The lawsuit asks for damages in excess of $25,000 per defendant - a figure, Lonnie O'Neal's attorney Bob Blitz said, that will be used to classify the case because Missouri law prohibits asking for a specific amount.
"Negligence is absolutely obvious in this case," Blitz said.
Missouri sports information director Chad Moller said the university had no comment. Rao declined to speculate on whether O'Neal would have lived if he had received medical care earlier, saying her field is pathology, not emergency or sports medicine. Fourteen people are named as defendants, Blitz said, because the university itself can't be sued due to its protection under governmental immunity.
The 14 employees are athletics trainers Greg Nagel, Eric McDonnell, Alfred Castillo and Rex Sharp, who is also Missouri's director of sports medicine; strength and conditioning coaches Shannon Turley, Pat Ivey, Josh Stoner, Scott Bird, Shayne McKenzie and Antwan Floyd; associate director of sports medicine Pat Beckmann; head football coach Gary Pinkel; athletics director Mike Alden; and director of football operations Mark Alnutt.
The lawsuit alleges that the employees failed to perform a variety of duties, among them assuring that the football program's emergency action plan was effective, improperly evaluating O'Neal's condition and "allowing the strength and conditioning coaches to verbally abuse and threaten Aaron O'Neal and order him to continue to participate in the drills after Aaron O'Neal showed signs of distress."
Speaking after practice, Pinkel said, "I was just informed that I was named in a lawsuit, so responsibly I'm not going to in any way say what happened in the event on that day, and I wasn't there anyway. I might add, though, that I have a lot of respect and I care, and (Lonnie) O'Neal is a good man. He's got to do what he's got to do."

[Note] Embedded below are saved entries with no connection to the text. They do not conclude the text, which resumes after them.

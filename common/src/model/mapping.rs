use serde::{Deserialize, Serialize};

/// One placeholder key paired with the dataset column it resolved to.
///
/// Produced by the pre-flight mapping preview; informational only, it never
/// gates generation.
#[derive(Clone, Debug, PartialEq, Eq, Serialize, Deserialize)]
pub struct PlaceholderMatch {
    pub placeholder: String,
    pub column: String,
}
use std::collections::HashSet;
use std::fs::File;
use std::io::Write;
use std::path::Path;

use zip::write::SimpleFileOptions;
use zip::{CompressionMethod, ZipWriter};

/// Incrementally builds the downloadable bundle of certificate documents.
///
/// Entry names come from the row's display name; when a display name repeats
/// within one job, the row index is appended to keep entries unique.
pub struct ArchiveBuilder {
    writer: ZipWriter<File>,
    used_names: HashSet<String>,
}

impl ArchiveBuilder {
    pub fn create(path: &Path) -> Result<Self, String> {
        if let Some(parent) = path.parent() {
            std::fs::create_dir_all(parent).map_err(|e| e.to_string())?;
        }
        let file = File::create(path).map_err(|e| e.to_string())?;
        Ok(Self {
            writer: ZipWriter::new(file),
            used_names: HashSet::new(),
        })
    }

    /// Adds the document at `source` under `<display_name>.pdf`, or
    /// `<display_name>_<row+1>.pdf` when that entry name is already taken.
    pub fn add_certificate(
        &mut self,
        display_name: &str,
        row_index: usize,
        source: &Path,
    ) -> Result<String, String> {
        let mut entry = format!("{display_name}.pdf");
        if !self.used_names.insert(entry.clone()) {
            entry = format!("{display_name}_{}.pdf", row_index + 1);
            self.used_names.insert(entry.clone());
        }

        let options = SimpleFileOptions::default().compression_method(CompressionMethod::Deflated);
        self.writer
            .start_file(entry.as_str(), options)
            .map_err(|e| e.to_string())?;
        let bytes = std::fs::read(source).map_err(|e| e.to_string())?;
        self.writer.write_all(&bytes).map_err(|e| e.to_string())?;
        Ok(entry)
    }

    pub fn entry_count(&self) -> usize {
        self.used_names.len()
    }

    /// Finalizes the central directory. Without this the archive is invalid.
    pub fn finish(self) -> Result<(), String> {
        self.writer.finish().map_err(|e| e.to_string())?;
        Ok(())
    }
}

#[cfg(test)]
mod tests {
    use super::*;

    fn source_file(dir: &tempfile::TempDir, name: &str) -> std::path::PathBuf {
        let path = dir.path().join(name);
        std::fs::write(&path, b"%PDF-1.4 test").unwrap();
        path
    }

    #[test]
    fn duplicate_display_names_get_row_suffixes() {
        let dir = tempfile::tempdir().unwrap();
        let source = source_file(&dir, "doc.pdf");
        let zip_path = dir.path().join("bundle.zip");

        let mut builder = ArchiveBuilder::create(&zip_path).unwrap();
        assert_eq!(
            builder.add_certificate("Jane Doe", 0, &source).unwrap(),
            "Jane Doe.pdf"
        );
        assert_eq!(
            builder.add_certificate("Jane Doe", 1, &source).unwrap(),
            "Jane Doe_2.pdf"
        );
        assert_eq!(builder.entry_count(), 2);
        builder.finish().unwrap();

        let archive = zip::ZipArchive::new(File::open(&zip_path).unwrap()).unwrap();
        assert_eq!(archive.len(), 2);
    }
}
use serde::{Deserialize, Serialize};
use std::collections::HashMap;

/// The canonical signed unit representing one issued certificate.
///
/// `cert_id`, `recipient`, `course` and `issue_date` are the four canonical
/// fields covered by `signature` and `content_hash`. `additional_fields`
/// carries every other dataset column for display only and is never signed.
///
/// A record is created during one row's processing, persisted once and
/// immutable thereafter; verification never mutates it.
#[derive(Clone, Debug, Serialize, Deserialize)]
pub struct CertificateRecord {
    /// Opaque, content-independent identifier, assigned exactly once before
    /// signing.
    pub cert_id: String,
    pub recipient: String,
    pub course: String,
    pub issue_date: String,
    /// Keyed authentication tag over the four canonical fields (hex).
    pub signature: String,
    /// Unkeyed digest over the same fields, for audit without secret access.
    pub content_hash: String,
    /// Remaining dataset columns, normalized, unsigned.
    pub additional_fields: HashMap<String, String>,
}

/// A stored certificate plus its persistence timestamp.
#[derive(Clone, Debug, Serialize, Deserialize)]
pub struct StoredCertificate {
    pub record: CertificateRecord,
    pub created_at: String,
}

Rao's report, however, recounts in painstaking detail what happened during and after the voluntary conditioning workout. She interviewed 10 of the other 11 players at practice that day, plus every member of the athletics staff, one by one. She identified none by name.
The conditioning practice was divided into six stations, and O'Neal repeated drills at the fifth and sixth stations because he was not participating at full effort. During one bear crawl, for instance, " 'he was on his hands and knees rather than on his hands and feet.' This was extremely unusual for Aaron."
When the drills were completed, the players stretched. Participants described O'Neal as "unsteady" and "wobbling." Then, as the coach made announcements, O'Neal leaned on a teammate's shoulder.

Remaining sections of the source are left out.